[[ Data records open ]]
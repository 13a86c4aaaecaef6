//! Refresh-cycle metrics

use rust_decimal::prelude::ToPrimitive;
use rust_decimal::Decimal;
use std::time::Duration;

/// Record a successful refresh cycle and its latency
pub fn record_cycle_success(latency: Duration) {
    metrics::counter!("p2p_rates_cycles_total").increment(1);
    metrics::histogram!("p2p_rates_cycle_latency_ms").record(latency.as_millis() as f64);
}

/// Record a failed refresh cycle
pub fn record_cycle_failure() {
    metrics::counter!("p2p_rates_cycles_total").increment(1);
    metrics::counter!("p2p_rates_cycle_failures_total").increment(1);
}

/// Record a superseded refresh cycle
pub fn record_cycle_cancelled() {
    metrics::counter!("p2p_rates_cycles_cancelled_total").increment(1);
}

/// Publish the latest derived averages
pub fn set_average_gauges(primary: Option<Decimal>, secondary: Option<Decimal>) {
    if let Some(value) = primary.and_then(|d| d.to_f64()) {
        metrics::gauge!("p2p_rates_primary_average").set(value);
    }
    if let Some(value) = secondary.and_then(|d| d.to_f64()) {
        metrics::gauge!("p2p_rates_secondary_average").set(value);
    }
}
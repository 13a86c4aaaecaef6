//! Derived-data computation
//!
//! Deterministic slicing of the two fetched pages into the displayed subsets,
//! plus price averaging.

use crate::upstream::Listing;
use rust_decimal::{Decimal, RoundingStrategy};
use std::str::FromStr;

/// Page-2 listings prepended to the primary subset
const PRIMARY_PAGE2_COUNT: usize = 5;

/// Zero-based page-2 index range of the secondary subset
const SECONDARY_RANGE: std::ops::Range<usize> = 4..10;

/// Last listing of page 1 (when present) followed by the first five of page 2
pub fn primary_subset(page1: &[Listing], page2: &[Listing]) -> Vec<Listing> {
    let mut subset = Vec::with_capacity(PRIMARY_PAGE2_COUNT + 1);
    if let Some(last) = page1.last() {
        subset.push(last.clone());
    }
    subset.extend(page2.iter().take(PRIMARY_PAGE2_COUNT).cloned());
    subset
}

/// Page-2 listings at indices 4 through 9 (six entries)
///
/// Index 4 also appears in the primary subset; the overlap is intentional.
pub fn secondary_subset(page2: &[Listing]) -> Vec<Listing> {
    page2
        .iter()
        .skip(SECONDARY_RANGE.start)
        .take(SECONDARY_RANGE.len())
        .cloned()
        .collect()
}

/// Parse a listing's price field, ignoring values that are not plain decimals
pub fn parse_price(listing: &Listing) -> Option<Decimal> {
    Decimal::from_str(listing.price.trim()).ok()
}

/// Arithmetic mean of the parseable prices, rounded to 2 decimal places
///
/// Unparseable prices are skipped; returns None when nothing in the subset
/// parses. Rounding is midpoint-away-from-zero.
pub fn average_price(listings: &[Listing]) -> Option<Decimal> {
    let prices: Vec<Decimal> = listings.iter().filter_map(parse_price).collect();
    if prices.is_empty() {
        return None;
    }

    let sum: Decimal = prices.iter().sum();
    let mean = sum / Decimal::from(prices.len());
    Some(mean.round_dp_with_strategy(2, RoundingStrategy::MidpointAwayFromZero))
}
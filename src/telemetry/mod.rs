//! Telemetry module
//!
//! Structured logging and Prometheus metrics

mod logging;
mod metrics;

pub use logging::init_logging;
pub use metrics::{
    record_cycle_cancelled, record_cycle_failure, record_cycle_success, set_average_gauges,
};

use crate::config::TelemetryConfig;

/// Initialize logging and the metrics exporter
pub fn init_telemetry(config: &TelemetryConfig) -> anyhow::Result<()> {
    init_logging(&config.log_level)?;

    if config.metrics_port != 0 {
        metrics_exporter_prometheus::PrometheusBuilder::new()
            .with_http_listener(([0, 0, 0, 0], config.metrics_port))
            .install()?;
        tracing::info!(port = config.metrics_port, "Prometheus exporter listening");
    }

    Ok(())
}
[[ Data records closed ]]
When the word "listings" shows up in a line of the entries, pull that line out.

Problem solution
/// Page-2 listings prepended to the primary subset
/// Page-2 listings at indices 4 through 9 (six entries)
pub fn average_price(listings: &[Listing]) -> Option<Decimal> {
    let prices: Vec<Decimal> = listings.iter().filter_map(parse_price).collect();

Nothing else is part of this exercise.